- [What is expected]
In the records below, find the line that contains "text, prefix included" and the line that contains "first_line + new_len". Set down exactly those lines and every line between them, and nothing more.

- [Records for the exercise]
____

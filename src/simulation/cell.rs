/// State of a single cell
#[derive(Clone, Copy, Debug, Default, PartialEq, Eq, Hash)]
pub enum CellState {
    #[default]
    Dead,
    Alive,
}

impl CellState {
    pub fn is_alive(self) -> bool {
        self == CellState::Alive
    }
}

impl From<bool> for CellState {
    fn from(alive: bool) -> Self {
        if alive {
            CellState::Alive
        } else {
            CellState::Dead
        }
    }
}

/// GPU-compatible cell storage.
///
/// Layout: 4 bytes. WGSL storage buffers have no byte-addressable type, so
/// each cell occupies one `u32` word on both host and device:
/// - state: 0 = dead, 1 = alive
#[repr(C)]
#[derive(Clone, Copy, Debug, Default, PartialEq, Eq, bytemuck::Pod, bytemuck::Zeroable)]
pub struct GpuCell {
    pub state: u32,
}

impl GpuCell {
    pub const DEAD: GpuCell = GpuCell { state: 0 };
    pub const ALIVE: GpuCell = GpuCell { state: 1 };

    pub fn new(state: CellState) -> Self {
        match state {
            CellState::Dead => Self::DEAD,
            CellState::Alive => Self::ALIVE,
        }
    }

    /// Any non-zero word reads as alive
    pub fn state(self) -> CellState {
        CellState::from(self.state != 0)
    }
}

impl From<CellState> for GpuCell {
    fn from(state: CellState) -> Self {
        GpuCell::new(state)
    }
}

#[cfg(test)]
mod tests {
    use super::*;

    #[test]
    fn test_cell_size() {
        assert_eq!(std::mem::size_of::<GpuCell>(), 4);
    }

    #[test]
    fn test_state_conversion() {
        assert_eq!(GpuCell::new(CellState::Alive).state(), CellState::Alive);
        assert_eq!(GpuCell::new(CellState::Dead).state(), CellState::Dead);
        assert_eq!(GpuCell::from(CellState::Alive), GpuCell::ALIVE);
    }

    #[test]
    fn test_nonzero_word_is_alive() {
        assert!(GpuCell { state: 7 }.state().is_alive());
    }

    #[test]
    fn test_zeroed_cell_is_dead() {
        let cell: GpuCell = bytemuck::Zeroable::zeroed();
        assert_eq!(cell.state(), CellState::Dead);
    }
}
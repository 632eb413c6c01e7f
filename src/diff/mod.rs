//! Unified diff scanning.
//!
//! This module turns a raw unified diff (as returned for a preview diff) into a
//! lazy sequence of classified lines. Both the comment position resolver and the
//! per-file stat aggregator are built on the same scanner:
//! - Line classification (section start, headers, hunk header, added, removed, context)
//! - Hunk header parsing with `new_start == 0` normalized to line 1
//! - File-relative (post-change) line numbers for every content line
//! - `diff --git` path extraction, including renames and mnemonic prefixes

mod position;
mod stats;

pub use position::{resolve, resolve_many, LinePosition};
pub use stats::{aggregate_file_stats, files_needing_base_contents, FileDiffStat, FileStatus};

use std::iter::Enumerate;
use std::str::Split;

use crate::error::DiffError;

/// Represents the kind of a single line in a unified diff
#[derive(Debug, Clone, Copy, PartialEq, Eq)]
pub enum LineKind {
    /// `diff --git a/... b/...`, opens a new file section
    SectionStart,
    /// `index`, mode, rename and similarity lines, and anything else outside a hunk
    Meta,
    /// `--- a/path`
    FileHeaderOld,
    /// `+++ b/path`
    FileHeaderNew,
    /// `@@ -old +new @@`
    HunkHeader(HunkHeader),
    /// Line added in the new version (starts with +)
    Added,
    /// Line removed from the old version (starts with -)
    Removed,
    /// Unchanged line inside a hunk
    Context,
    /// `\ No newline at end of file`
    NoNewline,
}

impl LineKind {
    /// Added, removed and context lines are the only ones anchored to a file line.
    pub fn is_content(self) -> bool {
        matches!(self, LineKind::Added | LineKind::Removed | LineKind::Context)
    }
}

/// Ranges parsed from a `@@ -old_start,old_len +new_start,new_len @@` header.
#[derive(Debug, Clone, Copy, PartialEq, Eq)]
pub struct HunkHeader {
    pub old_start: u32,
    pub old_len: u32,
    pub new_start: u32,
    pub new_len: u32,
}

impl HunkHeader {
    /// First post-change line covered by the hunk. Brand-new files report
    /// `+0,N`; their first line is still line 1.
    pub fn first_line(&self) -> u32 {
        self.new_start.max(1)
    }
}

/// One classified line of diff text.
#[derive(Debug, Clone, Copy, PartialEq, Eq)]
pub struct DiffLine<'a> {
    /// Zero-based index within the whole diff text
    pub index: usize,
    /// Raw line text, prefix included
    pub text: &'a str,
    pub kind: LineKind,
    /// Post-change path of the file section the line belongs to
    pub path: Option<&'a str>,
    /// Post-change line number; `Some` only for content lines
    pub file_line: Option<u32>,
}

/// Running state of the hunk currently being scanned.
///
/// `file_line` advances on every line that exists on the old side (context and
/// removed), so `file_line + added - removed` is the post-change line number.
#[derive(Debug, Clone, Copy)]
struct HunkCursor {
    file_line: u32,
    added: u32,
    removed: u32,
    old_remaining: u32,
    new_remaining: u32,
}

impl HunkCursor {
    fn new(header: HunkHeader) -> Self {
        Self {
            file_line: header.first_line(),
            added: 0,
            removed: 0,
            old_remaining: header.old_len,
            new_remaining: header.new_len,
        }
    }

    fn is_open(&self) -> bool {
        self.old_remaining > 0 || self.new_remaining > 0
    }

    fn position(&self) -> u32 {
        // file_line >= first_line + removed, and the header check keeps the
        // result within first_line + new_len
        self.file_line - self.removed + self.added
    }
}

/// Lazy, restartable scanner over unified diff text.
///
/// Cloning the scanner (or calling [`scan`] again) restarts from the current
/// position with independent state; nothing is shared between scans.
#[derive(Debug, Clone)]
pub struct DiffScanner<'a> {
    lines: Enumerate<Split<'a, char>>,
    path: Option<&'a str>,
    old_path: Option<&'a str>,
    hunk: Option<HunkCursor>,
    done: bool,
}

/// Start scanning `diff`. Empty text yields no lines.
pub fn scan(diff: &str) -> DiffScanner<'_> {
    DiffScanner {
        lines: diff.split('\n').enumerate(),
        path: None,
        old_path: None,
        hunk: None,
        done: diff.is_empty(),
    }
}

impl<'a> DiffScanner<'a> {
    fn step(&mut self, index: usize, raw: &'a str) -> Result<DiffLine<'a>, DiffError> {
        // CRLF diffs: classify and extract paths without the `\r`
        let text = raw.strip_suffix('\r').unwrap_or(raw);
        let mut line = DiffLine {
            index,
            text: raw,
            kind: LineKind::Meta,
            path: None,
            file_line: None,
        };

        if text.starts_with("diff --git ") {
            // Provisional path until the +++ header shows up
            self.path = split_git_header(text).map(|(_, new)| new);
            self.old_path = None;
            self.hunk = None;
            line.kind = LineKind::SectionStart;
            return Ok(line);
        }

        if text.starts_with("@@") {
            let header =
                parse_hunk_header(text).ok_or_else(|| DiffError::MalformedHunkHeader {
                    line: index + 1,
                    text: text.to_string(),
                })?;
            self.hunk = Some(HunkCursor::new(header));
            line.kind = LineKind::HunkHeader(header);
            line.path = self.path;
            return Ok(line);
        }

        line.path = self.path;

        if let Some(cursor) = self.hunk.as_mut().filter(|cursor| cursor.is_open()) {
            let position = cursor.position();
            line.kind = match text.as_bytes().first() {
                Some(b'+') => {
                    cursor.added += 1;
                    cursor.new_remaining = cursor.new_remaining.saturating_sub(1);
                    LineKind::Added
                }
                Some(b'-') => {
                    cursor.removed += 1;
                    cursor.file_line += 1;
                    cursor.old_remaining = cursor.old_remaining.saturating_sub(1);
                    LineKind::Removed
                }
                Some(b'\\') => return Ok(DiffLine {
                    kind: LineKind::NoNewline,
                    ..line
                }),
                _ => {
                    cursor.file_line += 1;
                    cursor.old_remaining = cursor.old_remaining.saturating_sub(1);
                    cursor.new_remaining = cursor.new_remaining.saturating_sub(1);
                    LineKind::Context
                }
            };
            line.file_line = Some(position);
            return Ok(line);
        }

        if let Some(rest) = text.strip_prefix("--- ") {
            self.old_path = header_path(rest);
            line.kind = LineKind::FileHeaderOld;
        } else if let Some(rest) = text.strip_prefix("+++ ") {
            // Deleted files have `+++ /dev/null`; keep the old-side name
            self.path = header_path(rest).or(self.old_path).or(self.path);
            line.path = self.path;
            line.kind = LineKind::FileHeaderNew;
        } else if text.starts_with('\\') {
            line.kind = LineKind::NoNewline;
        }

        Ok(line)
    }
}

impl<'a> Iterator for DiffScanner<'a> {
    type Item = Result<DiffLine<'a>, DiffError>;

    fn next(&mut self) -> Option<Self::Item> {
        if self.done {
            return None;
        }
        let (index, text) = self.lines.next()?;
        let result = self.step(index, text);
        if result.is_err() {
            self.done = true;
        }
        Some(result)
    }
}

/// Parse a hunk header.
/// Format: `@@ -old_start[,old_len] +new_start[,new_len] @@ [section]`
///
/// Omitted lengths default to 1. Returns `None` when either range is missing,
/// not numeric, or runs past `u32::MAX`.
pub fn parse_hunk_header(line: &str) -> Option<HunkHeader> {
    let rest = line.strip_prefix("@@")?;
    let mut tokens = rest.split_whitespace();
    let old = tokens.next()?.strip_prefix('-')?;
    let new = tokens.next()?.strip_prefix('+')?.trim_end_matches('@');

    let (old_start, old_len) = parse_range(old)?;
    let (new_start, new_len) = parse_range(new)?;

    // Line counters run up to start + len on either side
    old_start.checked_add(old_len)?;
    let first_line = new_start.max(1);
    first_line.checked_add(new_len)?;
    first_line.checked_add(old_len)?;

    Some(HunkHeader {
        old_start,
        old_len,
        new_start,
        new_len,
    })
}

/// Parse a range like "start,len" or "start" (len defaults to 1).
fn parse_range(range: &str) -> Option<(u32, u32)> {
    match range.split_once(',') {
        Some((start, len)) => Some((start.parse().ok()?, len.parse().ok()?)),
        None => Some((range.parse().ok()?, 1)),
    }
}

/// Path named by a `---` / `+++` header, without its `x/` prefix.
/// `None` for `/dev/null`.
fn header_path(rest: &str) -> Option<&str> {
    // git appends a tab when the path contains spaces; bzr appends a timestamp
    let path = rest.split('\t').next().unwrap_or(rest).trim_end();
    if path == "/dev/null" || path.is_empty() {
        return None;
    }
    Some(strip_diff_prefix(path))
}

/// Strip the single-char diff prefix (a/, b/, w/, etc.) from a path.
fn strip_diff_prefix(path: &str) -> &str {
    if path.len() >= 2 && path.as_bytes()[1] == b'/' {
        &path[2..]
    } else {
        path
    }
}

/// Split a `diff --git` line into its old-side and new-side paths.
///
/// Handles various formats:
/// - `diff --git a/src/foo.rs b/src/foo.rs` -> (`src/foo.rs`, `src/foo.rs`)
/// - `diff --git a/old.rs b/new.rs` -> (`old.rs`, `new.rs`) (rename)
/// - `diff --git c/src/foo.rs w/src/foo.rs` -> mnemonic prefixes
/// - `diff --git a/file with spaces.rs b/file with spaces.rs`
///
/// Returns `None` for ambiguous lines (paths with spaces that also contain
/// the second prefix).
pub fn split_git_header(git_diff_line: &str) -> Option<(&str, &str)> {
    let content = git_diff_line.strip_prefix("diff --git ")?;

    if content.len() < 2 || content.as_bytes()[1] != b'/' {
        return None;
    }

    let first_prefix = content.as_bytes()[0];
    let first_path = &content[2..];

    // Non-rename: "path Y/path" with both halves equal
    let total_len = first_path.len();
    if total_len >= 3 && (total_len - 3) % 2 == 0 {
        let path_len = (total_len - 3) / 2;
        if path_len > 0 {
            let bytes = first_path.as_bytes();
            if bytes[path_len] == b' ' && bytes[path_len + 2] == b'/' {
                let old = &first_path[..path_len];
                let new = &first_path[path_len + 3..];
                if old == new {
                    return Some((old, new));
                }
            }
        }
    }

    // Renames: look for the one separator using the paired prefix.
    // Known prefix pairs: a→b, c→w, i→w, o→w.
    let second_prefix = match first_prefix {
        b'a' => b'b',
        b'c' | b'i' | b'o' => b'w',
        _ => return None,
    };

    let bytes = first_path.as_bytes();
    let mut separators = (0..bytes.len().saturating_sub(2))
        .filter(|&i| bytes[i] == b' ' && bytes[i + 1] == second_prefix && bytes[i + 2] == b'/');

    match (separators.next(), separators.next()) {
        (Some(sep), None) => {
            let old = &first_path[..sep];
            let new = &first_path[sep + 3..];
            (!old.is_empty() && !new.is_empty()).then_some((old, new))
        }
        _ => None,
    }
}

____

- [Response area]
    /// Raw line text, prefix included
    pub text: &'a str,
    pub kind: LineKind,
    /// Post-change path of the file section the line belongs to
    pub path: Option<&'a str>,
    /// Post-change line number; `Some` only for content lines
    pub file_line: Option<u32>,
}

/// Running state of the hunk currently being scanned.
///
/// `file_line` advances on every line that exists on the old side (context and
/// removed), so `file_line + added - removed` is the post-change line number.
#[derive(Debug, Clone, Copy)]
struct HunkCursor {
    file_line: u32,
    added: u32,
    removed: u32,
    old_remaining: u32,
    new_remaining: u32,
}

impl HunkCursor {
    fn new(header: HunkHeader) -> Self {
        Self {
            file_line: header.first_line(),
            added: 0,
            removed: 0,
            old_remaining: header.old_len,
            new_remaining: header.new_len,
        }
    }

    fn is_open(&self) -> bool {
        self.old_remaining > 0 || self.new_remaining > 0
    }

    fn position(&self) -> u32 {
        // file_line >= first_line + removed, and the header check keeps the
        // result within first_line + new_len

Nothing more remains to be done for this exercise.